Dear Mare, you were one of the 1st members who helped me how to use the "chat room" when I found the site & couldn't type very well; actually, couldn't do Anything very well! lol. You are a wonderful friend here and I probably shhouldn't say this BUT, how the hell could any one of us "give" these horrors to ourselves??....I mean, really!!!! I say, "Walk a Mile in My Shoes"! For this person who hurt you, it is her loss my friend...too bad..so sad that she has lost a precious friends. My thoughts, prayers & love will always be with you Mare. xxxx

i It’s ok to feel like you do but do not stop living. Live to the fullest everyday and take a mental pictures of beautiful happymoments for yourself for later on.It comes in handy when you are feelindg down. i speak from my experience. It works for me. i also pray a lot. i find it makes me focus and peaceful. You can have a million people pray for you but it’s not powerful as you pray for yourself. Hang in there! Don’t give up

And don’t pay attention to stupid comment. My friend told me that a lot of people say stupid things because they don’t know how to deal with this type of situation but they feel like they should say something to make themself feel better. So just feel sorry for them. What goes around, comes around.,I bet those people would not be able to cope as well as we did if they were in our Isituations. Good luck Mare!

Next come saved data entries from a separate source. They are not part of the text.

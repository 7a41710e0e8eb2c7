//! Configuration management module
//!
//! This module handles all configuration concerns including loading,
//! validation, and providing access to application settings.

pub mod app_config;
pub mod validation;

pub use app_config::{
    AppConfig, GatewayConfig, JwtConfig, ReconciliationConfig, StorageBackend, StorageConfig, WebhookConfig,
};
pub use validation::ConfigValidator;
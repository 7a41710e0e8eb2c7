//! Route builder module
//!
//! This module contains the main route builder that orchestrates the creation
//! of all application routes.

use crate::infrastructure::http::routes::{HealthRoutes, MetricsRoutes, ReconciliationRoutes, WebhookRoutes};
use crate::infrastructure::http::server::AppServices;
use warp::Filter;

/// Route builder that orchestrates the creation of all application routes
pub struct RouteBuilder;

impl RouteBuilder {
    /// Build all application routes
    pub fn build_routes(
        max_request_size: usize,
        services: &AppServices,
    ) -> impl Filter<Extract = impl warp::Reply, Error = warp::Rejection> + Clone {
        let webhook_route = WebhookRoutes::create_gateway_route(max_request_size, services.webhook.clone());

        let reconciliation_route = ReconciliationRoutes::create_reconciliation_route(
            services.auth.clone(),
            services.reconciliation.clone(),
        );

        let health_route = HealthRoutes::create_health_route(services.health.clone());

        let prometheus_route = MetricsRoutes::create_prometheus_route(services.monitoring.clone());

        webhook_route
            .or(reconciliation_route)
            .or(health_route)
            .or(prometheus_route)
    }
}
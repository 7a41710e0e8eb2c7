//! Shared utilities and common functionality
//!
//! This module contains error handling and logging used across the application.

pub mod error;
pub mod logging;

pub use error::{AppError, AppResult};
pub use logging::LoggingUtils;
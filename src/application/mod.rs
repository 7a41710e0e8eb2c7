//! Application layer - Use cases and application services
//!
//! This module contains application services that orchestrate domain logic:
//! webhook intake, the reconciliation poller and the shared apply loop.

pub mod services;
pub mod use_cases;

pub use services::*;
pub use use_cases::*;
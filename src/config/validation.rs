//! Configuration validation module
//!
//! Cross-field checks beyond what the validator derive expresses.

use crate::config::app_config::{AppConfig, GatewayConfig, StorageBackend};
use crate::shared::error::AppError;

/// Configuration validator for additional validation logic
pub struct ConfigValidator;

impl ConfigValidator {
    /// Validate the complete configuration
    pub fn validate_config(config: &AppConfig) -> crate::Result<()> {
        Self::validate_gateway(&config.gateway)?;
        Self::validate_secrets(config)?;
        Self::validate_storage(config)?;
        Ok(())
    }

    /// Gateway credentials travel in every request, so remote gateways must use HTTPS
    fn validate_gateway(gateway: &GatewayConfig) -> crate::Result<()> {
        let url = gateway.base_url.as_str();
        if !url.starts_with("http://") && !url.starts_with("https://") {
            return Err(AppError::Validation(
                "Gateway base URL must start with http:// or https://".to_string()
            ));
        }

        let local = url.contains("localhost") || url.contains("127.0.0.1");
        if !local && !url.starts_with("https://") {
            return Err(AppError::Validation(
                "Remote gateway base URL must use HTTPS".to_string()
            ));
        }

        if !gateway.default_currency.chars().all(|c| c.is_ascii_alphabetic()) {
            return Err(AppError::Validation(format!(
                "Invalid default currency: {}",
                gateway.default_currency
            )));
        }

        Ok(())
    }

    fn validate_secrets(config: &AppConfig) -> crate::Result<()> {
        if config.webhook.secret == config.security.jwt.secret_key {
            return Err(AppError::Validation(
                "Webhook secret and JWT secret must differ".to_string()
            ));
        }

        if config.webhook.secret == super::app_config::WebhookConfig::default().secret {
            tracing::warn!("Webhook secret is the built-in default - set RECONCILER__WEBHOOK__SECRET");
        }

        Ok(())
    }

    fn validate_storage(config: &AppConfig) -> crate::Result<()> {
        if config.storage.backend == StorageBackend::Redis && !config.storage.redis_url.starts_with("redis") {
            return Err(AppError::Validation(
                "Redis storage selected but redis_url is not a redis:// or rediss:// URL".to_string()
            ));
        }
        if config.storage.backend == StorageBackend::Memory {
            tracing::warn!("Using in-memory storage - payment state will not survive a restart");
        }
        Ok(())
    }
}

A lot of times I was told that my stroke happened because I was overweight and/or too stressed (I was getting a PhD AND an MBA at the same time when I had my stroke). It seems that people assume that if you have a stroke before 70 years old that you are not taking care of yourself. Well, I DID take care of myself! (took the time to exercise at least 2 times a week, had avg of 8.5 hrs of sleep every night, ate healthy because I was trying to lose weight, etc). Point is, dont think too much of it and try to explain that you were born with an AVM and that the problems you are experiencing are not your fault, but nature's roulette.

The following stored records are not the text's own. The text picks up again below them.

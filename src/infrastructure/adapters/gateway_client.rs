//! HTTP client for the payment gateway's query API
//!
//! This adapter only translates between the gateway's wire shapes and the
//! domain types. It holds no state beyond its configuration and connection pool.

use std::time::Duration;

use async_trait::async_trait;
use chrono::{DateTime, TimeZone, Utc};
use reqwest::{Client, StatusCode, Url};
use serde::de::DeserializeOwned;
use serde::Deserialize;
use tracing::{debug, warn};

use crate::config::GatewayConfig;
use crate::domain::money::from_minor_units;
use crate::domain::payments::{Payment, PaymentStatus, Refund, RefundStatus, Settlement, SettlementStatus};
use crate::domain::ports::{GatewayError, GatewayResult, PaymentGateway};
use crate::shared::error::{AppError, AppResult};

#[derive(Debug, Deserialize)]
struct WirePayment {
    id: String,
    amount: i64,
    currency: String,
    status: String,
    #[serde(default)]
    captured: bool,
    fee: Option<i64>,
    created_at: i64,
    error_reason: Option<String>,
    error_description: Option<String>,
}

#[derive(Debug, Deserialize)]
struct WireTransfer {
    id: String,
    source: String,
    amount: i64,
    currency: Option<String>,
    status: Option<String>,
    processed_at: Option<i64>,
    recipient: Option<String>,
    recipient_settlement_id: Option<String>,
}

#[derive(Debug, Deserialize)]
struct WireRefund {
    id: String,
    payment_id: String,
    amount: i64,
    currency: Option<String>,
    status: String,
    created_at: i64,
}

#[derive(Debug, Deserialize)]
#[serde(untagged)]
enum WireList<T> {
    Envelope { items: Vec<T> },
    Bare(Vec<T>),
}

impl<T> WireList<T> {
    fn into_items(self) -> Vec<T> {
        match self {
            WireList::Envelope { items } => items,
            WireList::Bare(items) => items,
        }
    }
}

fn unix(secs: i64) -> GatewayResult<DateTime<Utc>> {
    Utc.timestamp_opt(secs, 0)
        .single()
        .ok_or_else(|| GatewayError::Protocol(format!("invalid timestamp {}", secs)))
}

impl WirePayment {
    fn into_domain(self) -> GatewayResult<Payment> {
        let status = match self.status.as_str() {
            // Refunds are tracked separately; the money was captured
            "refunded" => PaymentStatus::Captured,
            other => other.parse().map_err(GatewayError::Protocol)?,
        };
        Ok(Payment {
            amount: from_minor_units(self.amount, &self.currency),
            fee: self.fee.map(|fee| from_minor_units(fee, &self.currency)),
            created_at: unix(self.created_at)?,
            failure_reason: self.error_reason.or(self.error_description),
            captured: self.captured,
            status,
            currency: self.currency.to_ascii_uppercase(),
            id: self.id,
        })
    }
}

impl WireTransfer {
    fn into_domain(self, fallback_currency: &str) -> GatewayResult<Settlement> {
        let status = match self.status.as_deref() {
            Some(status) => status.parse().map_err(GatewayError::Protocol)?,
            None if self.processed_at.is_some() => SettlementStatus::Transferred,
            None => SettlementStatus::Pending,
        };
        let transferred_at = match (status, self.processed_at) {
            (SettlementStatus::Transferred, Some(secs)) => Some(unix(secs)?),
            _ => None,
        };
        let currency = self.currency.as_deref().unwrap_or(fallback_currency);
        Ok(Settlement {
            transfer_id: self.id,
            source_payment_id: self.source,
            status,
            transferred_at,
            amount_transferred: from_minor_units(self.amount, currency),
            recipient: self.recipient,
            settlement_id: self.recipient_settlement_id,
        })
    }
}

impl WireRefund {
    fn into_domain(self, fallback_currency: &str) -> GatewayResult<Refund> {
        let currency = self.currency.as_deref().unwrap_or(fallback_currency);
        Ok(Refund {
            amount: from_minor_units(self.amount, currency),
            status: self.status.parse::<RefundStatus>().map_err(GatewayError::Protocol)?,
            created_at: unix(self.created_at)?,
            payment_id: self.payment_id,
            id: self.id,
        })
    }
}

/// Map an HTTP status from the gateway onto the error taxonomy
fn classify_status(status: StatusCode) -> GatewayError {
    match status {
        StatusCode::NOT_FOUND => GatewayError::NotFound,
        StatusCode::UNAUTHORIZED | StatusCode::FORBIDDEN => {
            GatewayError::Unauthorized(format!("gateway answered {}", status))
        }
        StatusCode::TOO_MANY_REQUESTS | StatusCode::REQUEST_TIMEOUT => {
            GatewayError::Unavailable(format!("gateway answered {}", status))
        }
        s if s.is_server_error() => GatewayError::Unavailable(format!("gateway answered {}", s)),
        s => GatewayError::Protocol(format!("gateway answered {}", s)),
    }
}

/// Payment gateway adapter over HTTPS with basic auth
pub struct HttpGatewayClient {
    client: Client,
    base_url: Url,
    config: GatewayConfig,
}

impl HttpGatewayClient {
    /// Create a client; every request carries `config.timeout_seconds`
    pub fn new(config: GatewayConfig) -> AppResult<Self> {
        let client = Client::builder()
            .timeout(Duration::from_secs(config.timeout_seconds))
            .connect_timeout(Duration::from_secs(config.timeout_seconds.min(5)))
            .build()
            .map_err(|e| AppError::Config(format!("Failed to create HTTP client: {}", e)))?;

        let base_url = Url::parse(&config.base_url)
            .map_err(|e| AppError::Config(format!("Invalid gateway base URL: {}", e)))?;
        if base_url.cannot_be_a_base() {
            return Err(AppError::Config("Gateway base URL cannot be a base".to_string()));
        }

        Ok(Self { client, base_url, config })
    }

    fn url(&self, segments: &[&str]) -> GatewayResult<Url> {
        let mut url = self.base_url.clone();
        url.path_segments_mut()
            .map_err(|_| GatewayError::Protocol("gateway base URL cannot be a base".into()))?
            .pop_if_empty()
            .extend(segments);
        Ok(url)
    }

    async fn get_json<T: DeserializeOwned>(&self, url: Url) -> GatewayResult<T> {
        debug!(url = %url, "Querying payment gateway");

        let response = self
            .client
            .get(url.clone())
            .basic_auth(&self.config.key_id, Some(&self.config.key_secret))
            .header("Accept", "application/json")
            .send()
            .await
            .map_err(|e| {
                warn!(url = %url, error = %e, timeout = e.is_timeout(), "Gateway request failed");
                GatewayError::Unavailable(format!("request failed: {}", e))
            })?;

        let status = response.status();
        if !status.is_success() {
            let err = classify_status(status);
            if !matches!(err, GatewayError::NotFound) {
                warn!(url = %url, status = %status, "Gateway returned an error status");
            }
            return Err(err);
        }

        response
            .json::<T>()
            .await
            .map_err(|e| GatewayError::Protocol(format!("failed to parse response: {}", e)))
    }

    async fn get_list<T: DeserializeOwned>(&self, url: Url) -> GatewayResult<Vec<T>> {
        match self.get_json::<WireList<T>>(url).await {
            Ok(list) => Ok(list.into_items()),
            // No payment, no transfers or refunds
            Err(GatewayError::NotFound) => Ok(Vec::new()),
            Err(e) => Err(e),
        }
    }
}

#[async_trait]
impl PaymentGateway for HttpGatewayClient {
    async fn fetch_payment(&self, payment_id: &str) -> GatewayResult<Payment> {
        let url = self.url(&["payments", payment_id])?;
        self.get_json::<WirePayment>(url).await?.into_domain()
    }

    async fn fetch_transfers(&self, source_payment_id: &str, currency: Option<&str>) -> GatewayResult<Vec<Settlement>> {
        let currency = currency.unwrap_or(&self.config.default_currency);
        let mut url = self.url(&["transfers"])?;
        url.query_pairs_mut().append_pair("source_payment_id", source_payment_id);
        self.get_list::<WireTransfer>(url)
            .await?
            .into_iter()
            .map(|t| t.into_domain(currency))
            .filter(|t| !matches!(t, Ok(s) if s.source_payment_id != source_payment_id))
            .collect()
    }

    async fn fetch_refunds(&self, payment_id: &str, currency: Option<&str>) -> GatewayResult<Vec<Refund>> {
        let currency = currency.unwrap_or(&self.config.default_currency);
        let url = self.url(&["payments", payment_id, "refunds"])?;
        self.get_list::<WireRefund>(url)
            .await?
            .into_iter()
            .map(|r| r.into_domain(currency))
            .collect()
    }
}
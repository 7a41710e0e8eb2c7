//! Order aggregate and its embedded payment record

use chrono::{DateTime, Utc};
use rust_decimal::Decimal;
use serde::{Deserialize, Serialize};

use super::payments::{PaymentStatus, RefundStatus, SettlementStatus};

/// Locally mirrored state of the transfer for an order's payment
#[derive(Debug, Clone, Serialize, Deserialize, PartialEq, Default)]
pub struct SettlementRecord {
    pub transfer_id: Option<String>,
    pub status: SettlementStatus,
    pub transferred_at: Option<DateTime<Utc>>,
    pub amount_transferred: Option<Decimal>,
    pub recipient: Option<String>,
    pub settlement_id: Option<String>,
}

/// Locally mirrored refund
#[derive(Debug, Clone, Serialize, Deserialize, PartialEq)]
pub struct RefundRecord {
    pub refund_id: String,
    pub amount: Decimal,
    pub status: RefundStatus,
    pub created_at: DateTime<Utc>,
}

/// Payment and settlement state embedded on an order.
///
/// This is a cache of gateway facts. It is only ever changed by
/// [`crate::domain::reconciliation::merge`].
#[derive(Debug, Clone, Serialize, Deserialize, PartialEq)]
pub struct OrderPaymentRecord {
    pub payment_id: Option<String>,
    pub is_paid: bool,
    pub payment_status: PaymentStatus,
    pub amount: Option<Decimal>,
    pub currency: Option<String>,
    pub fee: Option<Decimal>,
    pub captured_at: Option<DateTime<Utc>>,
    pub failure_reason: Option<String>,
    #[serde(default)]
    pub settlement: SettlementRecord,
    #[serde(default)]
    pub refunds: Vec<RefundRecord>,
    pub last_reconciled_at: Option<DateTime<Utc>>,
}

impl Default for OrderPaymentRecord {
    fn default() -> Self {
        Self {
            payment_id: None,
            is_paid: false,
            payment_status: PaymentStatus::Created,
            amount: None,
            currency: None,
            fee: None,
            captured_at: None,
            failure_reason: None,
            settlement: SettlementRecord::default(),
            refunds: Vec::new(),
            last_reconciled_at: None,
        }
    }
}

impl OrderPaymentRecord {
    /// Empty record for a checkout that just obtained a gateway payment id
    pub fn for_payment(payment_id: impl Into<String>) -> Self {
        Self {
            payment_id: Some(payment_id.into()),
            ..Self::default()
        }
    }

    /// Check the record-level invariants, returning the first violation
    pub fn check_invariants(&self) -> Result<(), String> {
        if self.is_paid != (self.payment_status == PaymentStatus::Captured) {
            return Err(format!(
                "is_paid={} disagrees with payment_status={}",
                self.is_paid,
                self.payment_status.as_str()
            ));
        }
        let transferred = self.settlement.status == SettlementStatus::Transferred;
        if self.settlement.transferred_at.is_some() != transferred {
            return Err(format!(
                "transferred_at presence disagrees with settlement status {}",
                self.settlement.status.as_str()
            ));
        }
        Ok(())
    }
}

/// The subset of the order aggregate this service reads and writes
#[derive(Debug, Clone, Serialize, Deserialize, PartialEq)]
pub struct Order {
    pub order_id: String,
    pub payment: OrderPaymentRecord,
    /// Incremented on every successful write; used for conditional updates
    pub version: u64,
    pub created_at: DateTime<Utc>,
}

impl Order {
    pub fn new(order_id: impl Into<String>, payment: OrderPaymentRecord) -> Self {
        Self {
            order_id: order_id.into(),
            payment,
            version: 0,
            created_at: Utc::now(),
        }
    }
}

Hi Mare and everybody else.. i can definitely relate.. and to think that my diagnosis is pretty recent as I had just had my surgery..... i am now on the road to recovery (it has just begun)and quite honestly i feel like i am on this rut for a long time already .. bottomline, i feel tired emotionally, not to mention physically (because the body is still recovering from the major surgery i had underwent)... for me, it's a roller coaster ride feeling but i do remind myself each day how lucky i am that my surgery went well.. i tap into my heart and really feel the gratitude.. thankful for the people around me who give me support and all.. most of all, am thankful that i stumbled into this site as the support that i get from here is wonderful and it's such a relief to know that WE are not alone on this journey.... Stay strong Mare. Know that I will be including you also in my prayers and will send positive vibes to you and to all each time I will be logging in or signing in here....Take care!! :)

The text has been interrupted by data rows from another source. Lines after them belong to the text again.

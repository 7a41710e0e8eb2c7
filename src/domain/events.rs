//! Gateway webhook events
//!
//! Inbound envelopes look like
//! `{ "event": "<kind>", "payload": { "payment"?, "settlement"?, "transfer"? } }`
//! where each entity may be wrapped in `{ "entity": { ... } }`. Amounts on the
//! wire are integers in the currency's minor unit.

use std::sync::LazyLock;

use chrono::{DateTime, TimeZone, Utc};
use regex::Regex;
use rust_decimal::Decimal;
use serde::Serialize;
use serde_json::Value;

use super::money::from_minor_units;
use super::payments::{PaymentStatus, SettlementStatus};
use super::reconciliation::{FactSource, PartialPaymentFacts, PaymentFacts, SettlementFacts};
use crate::shared::error::{AppError, AppResult};

static GATEWAY_ID: LazyLock<Regex> = LazyLock::new(|| {
    Regex::new(r"^[A-Za-z0-9][A-Za-z0-9_\-]{0,63}$").unwrap_or_else(|e| panic!("invalid id pattern: {e}"))
});

/// A classified webhook event carrying only what reconciliation needs
#[derive(Debug, Clone, PartialEq, Serialize)]
#[serde(tag = "type", rename_all = "snake_case")]
pub enum GatewayEvent {
    PaymentAuthorized {
        payment_id: String,
    },
    PaymentCaptured {
        payment_id: String,
        amount: Decimal,
        currency: String,
        fee: Option<Decimal>,
        /// Absent when the gateway sent neither capture nor creation time
        captured_at: Option<DateTime<Utc>>,
    },
    PaymentFailed {
        payment_id: String,
        reason: Option<String>,
    },
    /// Carries no payment id; see the unattached settlement store
    SettlementProcessed {
        settlement_id: String,
        amount: Decimal,
    },
    TransferCreated {
        transfer_id: String,
        source_payment_id: String,
        amount: Decimal,
        created_at: Option<DateTime<Utc>>,
        recipient: Option<String>,
        settlement_id: Option<String>,
    },
    Unknown {
        kind: String,
    },
}

impl GatewayEvent {
    /// Wire kind used for logs and metric labels
    pub fn kind(&self) -> &str {
        match self {
            GatewayEvent::PaymentAuthorized { .. } => "payment.authorized",
            GatewayEvent::PaymentCaptured { .. } => "payment.captured",
            GatewayEvent::PaymentFailed { .. } => "payment.failed",
            GatewayEvent::SettlementProcessed { .. } => "settlement.processed",
            GatewayEvent::TransferCreated { .. } => "transfer.processed",
            GatewayEvent::Unknown { kind } => kind,
        }
    }

    /// The payment this event is about, when the event names one
    pub fn payment_id(&self) -> Option<&str> {
        match self {
            GatewayEvent::PaymentAuthorized { payment_id }
            | GatewayEvent::PaymentCaptured { payment_id, .. }
            | GatewayEvent::PaymentFailed { payment_id, .. } => Some(payment_id),
            GatewayEvent::TransferCreated { source_payment_id, .. } => Some(source_payment_id),
            GatewayEvent::SettlementProcessed { .. } | GatewayEvent::Unknown { .. } => None,
        }
    }

    /// Partial facts for events that name their payment
    pub fn to_facts(&self) -> Option<PartialPaymentFacts> {
        match self {
            GatewayEvent::PaymentAuthorized { payment_id } => Some(
                PartialPaymentFacts::new(payment_id, FactSource::Webhook).with_payment(PaymentFacts {
                    status: Some(PaymentStatus::Authorized),
                    ..PaymentFacts::default()
                }),
            ),
            GatewayEvent::PaymentCaptured { payment_id, amount, currency, fee, captured_at } => Some(
                PartialPaymentFacts::new(payment_id, FactSource::Webhook).with_payment(PaymentFacts {
                    status: Some(PaymentStatus::Captured),
                    amount: Some(*amount),
                    currency: Some(currency.clone()),
                    fee: *fee,
                    captured_at: *captured_at,
                    failure_reason: None,
                }),
            ),
            GatewayEvent::PaymentFailed { payment_id, reason } => Some(
                PartialPaymentFacts::new(payment_id, FactSource::Webhook).with_payment(PaymentFacts {
                    status: Some(PaymentStatus::Failed),
                    failure_reason: reason.clone(),
                    ..PaymentFacts::default()
                }),
            ),
            GatewayEvent::TransferCreated {
                transfer_id,
                source_payment_id,
                amount,
                created_at,
                recipient,
                settlement_id,
            } => Some(
                PartialPaymentFacts::new(source_payment_id, FactSource::Webhook).with_settlement(SettlementFacts {
                    transfer_id: Some(transfer_id.clone()),
                    status: SettlementStatus::Transferred,
                    transferred_at: *created_at,
                    amount: Some(*amount),
                    recipient: recipient.clone(),
                    settlement_id: settlement_id.clone(),
                }),
            ),
            GatewayEvent::SettlementProcessed { .. } | GatewayEvent::Unknown { .. } => None,
        }
    }
}

/// Classify a parsed webhook body.
///
/// Unrecognised kinds become [`GatewayEvent::Unknown`]. A recognised kind with
/// missing or invalid required fields is [`AppError::MalformedFacts`].
pub fn classify(body: &Value, default_currency: &str) -> AppResult<GatewayEvent> {
    let kind = body
        .get("event")
        .and_then(Value::as_str)
        .ok_or_else(|| AppError::MalformedFacts("missing event kind".into()))?;
    let payload = body.get("payload").unwrap_or(&Value::Null);

    match kind {
        "payment.authorized" => {
            let payment = entity(payload, "payment")?;
            Ok(GatewayEvent::PaymentAuthorized { payment_id: gateway_id(payment, "id")? })
        }
        "payment.captured" => {
            let payment = entity(payload, "payment")?;
            let currency = currency(payment, default_currency);
            Ok(GatewayEvent::PaymentCaptured {
                payment_id: gateway_id(payment, "id")?,
                amount: required_amount(payment, "amount", &currency)?,
                fee: optional_amount(payment, "fee", &currency),
                captured_at: timestamp(payment, "captured_at").or_else(|| timestamp(payment, "created_at")),
                currency,
            })
        }
        "payment.failed" => {
            let payment = entity(payload, "payment")?;
            let reason = ["error_reason", "error_description", "error_code"]
                .iter()
                .find_map(|key| payment.get(*key).and_then(Value::as_str))
                .map(str::to_string);
            Ok(GatewayEvent::PaymentFailed { payment_id: gateway_id(payment, "id")?, reason })
        }
        "settlement.processed" => {
            let settlement = entity(payload, "settlement")?;
            let currency = currency(settlement, default_currency);
            Ok(GatewayEvent::SettlementProcessed {
                settlement_id: gateway_id(settlement, "id")?,
                amount: positive(required_amount(settlement, "amount", &currency)?, "amount")?,
            })
        }
        "transfer.processed" => {
            let transfer = entity(payload, "transfer")?;
            let currency = currency(transfer, default_currency);
            Ok(GatewayEvent::TransferCreated {
                transfer_id: gateway_id(transfer, "id")?,
                source_payment_id: gateway_id(transfer, "source")?,
                amount: required_amount(transfer, "amount", &currency)?,
                created_at: timestamp(transfer, "processed_at").or_else(|| timestamp(transfer, "created_at")),
                recipient: transfer.get("recipient").and_then(Value::as_str).map(str::to_string),
                settlement_id: transfer
                    .get("recipient_settlement_id")
                    .and_then(Value::as_str)
                    .filter(|id| GATEWAY_ID.is_match(id))
                    .map(str::to_string),
            })
        }
        other => Ok(GatewayEvent::Unknown { kind: other.to_string() }),
    }
}

fn entity<'a>(payload: &'a Value, name: &str) -> AppResult<&'a Value> {
    let wrapper = payload
        .get(name)
        .filter(|v| v.is_object())
        .ok_or_else(|| AppError::MalformedFacts(format!("payload has no {} object", name)))?;
    Ok(wrapper.get("entity").filter(|v| v.is_object()).unwrap_or(wrapper))
}

fn gateway_id(entity: &Value, field: &str) -> AppResult<String> {
    entity
        .get(field)
        .and_then(Value::as_str)
        .filter(|id| GATEWAY_ID.is_match(id))
        .map(str::to_string)
        .ok_or_else(|| AppError::MalformedFacts(format!("missing or invalid {}", field)))
}

fn currency(entity: &Value, default_currency: &str) -> String {
    entity
        .get("currency")
        .and_then(Value::as_str)
        .unwrap_or(default_currency)
        .to_ascii_uppercase()
}

fn required_amount(entity: &Value, field: &str, currency: &str) -> AppResult<Decimal> {
    entity
        .get(field)
        .and_then(Value::as_i64)
        .map(|minor| from_minor_units(minor, currency))
        .ok_or_else(|| AppError::MalformedFacts(format!("missing or non-integer {}", field)))
}

fn positive(amount: Decimal, field: &str) -> AppResult<Decimal> {
    if amount <= Decimal::ZERO {
        return Err(AppError::MalformedFacts(format!("non-positive {}", field)));
    }
    Ok(amount)
}

fn optional_amount(entity: &Value, field: &str, currency: &str) -> Option<Decimal> {
    entity.get(field).and_then(Value::as_i64).map(|minor| from_minor_units(minor, currency))
}

/// Unix seconds or an RFC 3339 string
pub(crate) fn timestamp(entity: &Value, field: &str) -> Option<DateTime<Utc>> {
    match entity.get(field)? {
        Value::Number(n) => n.as_i64().and_then(|secs| Utc.timestamp_opt(secs, 0).single()),
        Value::String(s) => DateTime::parse_from_rfc3339(s).ok().map(|t| t.with_timezone(&Utc)),
        _ => None,
    }
}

absolutely...I even dislike going to the vet., the dentist, and the vitamin isle.

oops...aisle.

I’ve been going through test after test all year as well, the angio was the worse for me, but needed to be done in order to understand where we are with the AVM. Hang in there, you are in my prayers as well. People really do not understand, so sorry about your friend. I lost a (so called) friend of 12 years because I could not fly to her wedding ( my Dr told me it would not be wise till after the angio). She couldn’t understand and does not want to speak to me anymore. I guess what they say is true, you find out who really cares about you in times like this. This is a great site, I’m new and just learning how to use it, but is great support. Good luck and god bless.